Quality defect report to the one batch of KlavoPhar 875 mg/125 mg film-coated tablets (amocillin, clavulanic acid)
PharmaS d.o.o., the marketing authorisation for KlavoPhar 875 mg/125 mg film-coated tablets (amoxicillin, clavulanic acid), has informed the Agency for Medicinal Products and Medical Devices (HALMED) about the quality defect of this medicine.
The quality defect report refers to the outer and inner labelling of the product where the "Expiry date” and "Batch No” of certain batches are labelled in English instead of the Croatian language on the blister and package. The following batches have been affected by this quality defect: KTABV0001, KTABV0002, KTABV0003, KTABV0004, KTABV0005, KTABV0006, KTABV0007, KTABV0008, KTABV0009.
The expiry date and the batch number are completely correct and correspond to those in the registration dossier.
The marketing authorisation holder will in agreement with HALMED, will advise all the distributing wholesalers to provide the information about this quality defect to their customers in order to avoid uncertainties in the use of this medicine.
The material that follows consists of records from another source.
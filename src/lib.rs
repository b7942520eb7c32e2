//! HackCheck-RS: breach search orchestration
//!
//! A search walks the upstream API page by page under a process-wide rate
//! limit, shows the aggregated records as a paginated preview, exports them
//! as a CSV and a PDF document, delivers both, and deletes them again.

pub mod chat;
pub mod chunker;
pub mod cleanup;
pub mod config;
pub mod logging;
pub mod network;
pub mod notify;
pub mod paginator;
pub mod pipeline;
pub mod report;
pub mod results;
pub mod search;

pub use config::Settings;
pub use pipeline::{SearchOutcome, SearchPipeline, SearchSession};
pub use results::BreachRecord;
pub use search::{SearchRequest, SearchType};

/// Application version
pub const VERSION: &str = env!("CARGO_PKG_VERSION");

/// Records shown per preview page
pub const DEFAULT_PAGE_SIZE: usize = 4;

/// Default cap on pages fetched per search
pub const DEFAULT_MAX_PAGES: u32 = 75;
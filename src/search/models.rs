//! Search types and validated search requests

use once_cell::sync::Lazy;
use regex::Regex;
use serde::{Deserialize, Serialize};
use std::fmt;
use std::str::FromStr;
use thiserror::Error;

static EMAIL_RE: Lazy<Regex> = Lazy::new(|| {
    Regex::new(r"^[a-zA-Z0-9._%+-]+@[a-zA-Z0-9.-]+\.[a-zA-Z]{2,}$").expect("valid email regex")
});

/// Kind of data being searched for
#[derive(Debug, Clone, Copy, PartialEq, Eq, Hash, Serialize, Deserialize)]
#[serde(rename_all = "snake_case")]
pub enum SearchType {
    Email,
    Password,
    Username,
    FullName,
    IpAddress,
    PhoneNumber,
    Hash,
    Domain,
}

impl SearchType {
    /// Every search type, in the order the picker shows them
    pub const ALL: [SearchType; 8] = [
        SearchType::Email,
        SearchType::Password,
        SearchType::Username,
        SearchType::FullName,
        SearchType::IpAddress,
        SearchType::PhoneNumber,
        SearchType::Hash,
        SearchType::Domain,
    ];

    /// Human label, e.g. `IP Address`
    pub fn label(&self) -> &'static str {
        match self {
            SearchType::Email => "Email",
            SearchType::Password => "Password",
            SearchType::Username => "Username",
            SearchType::FullName => "Full Name",
            SearchType::IpAddress => "IP Address",
            SearchType::PhoneNumber => "Phone Number",
            SearchType::Hash => "Hash",
            SearchType::Domain => "Domain",
        }
    }

    /// Lowercase name used in messages, e.g. `ip address`
    pub fn name(&self) -> String {
        self.label().to_lowercase()
    }

    /// Segment used in the API path: spaces become underscores
    pub fn path_segment(&self) -> String {
        self.name().replace(' ', "_")
    }

    /// Picker button text
    pub fn prompt(&self) -> String {
        format!("Search by {}", self.label())
    }

    /// Label for the term input field
    pub fn input_label(&self) -> String {
        format!("Enter {}", self.name())
    }
}

impl fmt::Display for SearchType {
    fn fmt(&self, f: &mut fmt::Formatter<'_>) -> fmt::Result {
        f.write_str(&self.name())
    }
}

#[derive(Debug, Clone, PartialEq, Eq, Error)]
#[error("unknown search type '{0}' (expected one of: email, password, username, full_name, ip_address, phone_number, hash, domain)")]
pub struct ParseSearchTypeError(String);

impl FromStr for SearchType {
    type Err = ParseSearchTypeError;

    /// Accepts labels, lowercase names and snake_case names
    fn from_str(s: &str) -> Result<Self, Self::Err> {
        let normalized = s.trim().to_lowercase().replace(['_', '-'], " ");
        SearchType::ALL
            .into_iter()
            .find(|t| t.name() == normalized)
            .ok_or_else(|| ParseSearchTypeError(s.to_string()))
    }
}

/// Why a term was rejected before any network call
#[derive(Debug, Clone, PartialEq, Eq, Error)]
pub enum ValidationError {
    #[error("The {0} to search for cannot be empty.")]
    EmptyTerm(SearchType),
    #[error("The provided email is invalid. Please enter a valid email address.")]
    InvalidEmail,
}

/// A search type and term that passed validation.
///
/// The term is interpolated into the request path unescaped, so only
/// requests built through [`SearchRequest::new`] reach the fetcher.
#[derive(Debug, Clone, PartialEq, Eq, Serialize)]
pub struct SearchRequest {
    search_type: SearchType,
    term: String,
}

impl SearchRequest {
    pub fn new(search_type: SearchType, term: impl Into<String>) -> Result<Self, ValidationError> {
        let term = term.into();
        if term.trim().is_empty() {
            return Err(ValidationError::EmptyTerm(search_type));
        }
        if search_type == SearchType::Email && !is_valid_email(&term) {
            return Err(ValidationError::InvalidEmail);
        }
        Ok(Self { search_type, term })
    }

    pub fn search_type(&self) -> SearchType {
        self.search_type
    }

    pub fn term(&self) -> &str {
        &self.term
    }
}

/// Structural email check applied to email searches
pub fn is_valid_email(term: &str) -> bool {
    EMAIL_RE.is_match(term)
}
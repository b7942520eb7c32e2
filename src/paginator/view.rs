use super::Navigation;
use crate::chat::Controls;
use crate::chunker::chunk;
use crate::results::{format_breaches_within, BreachRecord};
use crate::search::SearchType;
use std::sync::Arc;

/// Highest page index for `total` records shown `page_size` at a time
pub fn max_page(total: usize, page_size: usize) -> usize {
    if page_size == 0 {
        return 0;
    }
    total.div_ceil(page_size).saturating_sub(1)
}

/// Navigation state over a shared, read-only result set
#[derive(Debug, Clone)]
pub struct PageView {
    records: Arc<Vec<BreachRecord>>,
    term: String,
    search_type: SearchType,
    page_size: usize,
    message_limit: usize,
    current_page: usize,
    max_page: usize,
    expired: bool,
}

impl PageView {
    pub fn new(
        records: Arc<Vec<BreachRecord>>,
        term: impl Into<String>,
        search_type: SearchType,
        page_size: usize,
        message_limit: usize,
    ) -> Self {
        let page_size = page_size.max(1);
        let max_page = max_page(records.len(), page_size);
        Self {
            records,
            term: term.into(),
            search_type,
            page_size,
            message_limit,
            current_page: 0,
            max_page,
            expired: false,
        }
    }

    pub fn current_page(&self) -> usize {
        self.current_page
    }

    pub fn max_page(&self) -> usize {
        self.max_page
    }

    pub fn total(&self) -> usize {
        self.records.len()
    }

    pub fn is_expired(&self) -> bool {
        self.expired
    }

    /// Apply a navigation event. Returns whether the page changed.
    pub fn apply(&mut self, nav: Navigation) -> bool {
        if self.expired {
            return false;
        }
        match nav {
            Navigation::Back if self.current_page > 0 => {
                self.current_page -= 1;
                true
            }
            Navigation::Next if self.current_page < self.max_page => {
                self.current_page += 1;
                true
            }
            _ => false,
        }
    }

    /// Freeze the view; no further transitions are accepted
    pub fn expire(&mut self) {
        self.expired = true;
    }

    pub fn controls(&self) -> Controls {
        if self.expired {
            return Controls::disabled();
        }
        Controls::new(self.current_page > 0, self.current_page < self.max_page)
    }

    /// Records on the current page
    pub fn page(&self) -> &[BreachRecord] {
        let start = (self.current_page * self.page_size).min(self.records.len());
        let end = (start + self.page_size).min(self.records.len());
        &self.records[start..end]
    }

    /// Text for the current page within the message limit. Long records are
    /// truncated; only an oversized term can still push text past the limit,
    /// and then the first chunk is shown.
    pub fn render(&self) -> String {
        let text =
            format_breaches_within(&self.term, self.search_type, self.page(), self.message_limit);
        if text.chars().count() <= self.message_limit {
            return text;
        }
        match chunk(&text, self.message_limit, None) {
            Ok(mut chunks) if chunks.len() > 1 => chunks.swap_remove(0),
            _ => text,
        }
    }
}

#[cfg(test)]
mod tests {
    use super::*;
    use serde_json::json;

    fn records(n: usize) -> Arc<Vec<BreachRecord>> {
        Arc::new(
            (0..n)
                .map(|i| {
                    BreachRecord::from_value(json!({"username": format!("u{}", i)})).unwrap()
                })
                .collect(),
        )
    }

    #[test]
    fn test_max_page() {
        assert_eq!(max_page(0, 4), 0);
        assert_eq!(max_page(1, 4), 0);
        assert_eq!(max_page(4, 4), 0);
        assert_eq!(max_page(5, 4), 1);
        assert_eq!(max_page(10, 4), 2);
    }

    #[test]
    fn test_ten_records_three_pages() {
        let mut view = PageView::new(records(10), "u", SearchType::Username, 4, 2000);
        assert_eq!(view.max_page(), 2);
        assert_eq!(view.controls(), Controls::new(false, true));
        assert_eq!(view.page().len(), 4);

        assert!(!view.apply(Navigation::Back));
        assert!(view.apply(Navigation::Next));
        assert_eq!(view.controls(), Controls::new(true, true));
        assert!(view.apply(Navigation::Next));
        assert_eq!(view.controls(), Controls::new(true, false));
        assert_eq!(view.page().len(), 2);
        assert!(!view.apply(Navigation::Next));
        assert_eq!(view.current_page(), 2);
    }

    #[test]
    fn test_expired_view_is_frozen() {
        let mut view = PageView::new(records(10), "u", SearchType::Username, 4, 2000);
        view.expire();
        assert!(!view.apply(Navigation::Next));
        assert_eq!(view.controls(), Controls::disabled());
        assert_eq!(view.current_page(), 0);
    }

    #[test]
    fn test_empty_set_renders_no_results() {
        let view = PageView::new(records(0), "ghost", SearchType::Username, 4, 2000);
        assert_eq!(view.controls(), Controls::new(false, false));
        assert_eq!(view.render(), "No breaches found for username 'ghost'.");
    }

    #[test]
    fn test_render_fits_message_limit() {
        let long: Vec<BreachRecord> = (0..4)
            .map(|_| BreachRecord::from_value(json!({"hash": "f".repeat(300)})).unwrap())
            .collect();
        let view = PageView::new(Arc::new(long), "f", SearchType::Hash, 4, 500);
        assert!(view.render().chars().count() <= 500);
        assert!(view.render().starts_with("f:\n\n"));
    }

    #[test]
    fn test_render_shows_every_record_on_page() {
        let long: Vec<BreachRecord> = (0..4)
            .map(|i| {
                BreachRecord::from_value(json!({
                    "username": format!("user{}", i),
                    "hash": "f".repeat(600)
                }))
                .unwrap()
            })
            .collect();
        let view = PageView::new(Arc::new(long), "user", SearchType::Username, 4, 2000);

        let text = view.render();
        assert!(text.chars().count() <= 2000);
        for record in view.page() {
            let name = record.field("username").unwrap();
            assert!(text.contains(&format!("Username: {}", name)), "missing {}", name);
        }
        assert!(text.contains("(truncated)"));
    }
}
We remind healthcare professionals that they should report any adverse reaction to HALMED, as well as quality defect. Patients who have developed any adverse reaction to medicinal product may report it directly to HALMED via form or on-line application, with recommendation regarding any adverse reaction they discover to consult with their doctor or pharmacist about the continuation of their therapy.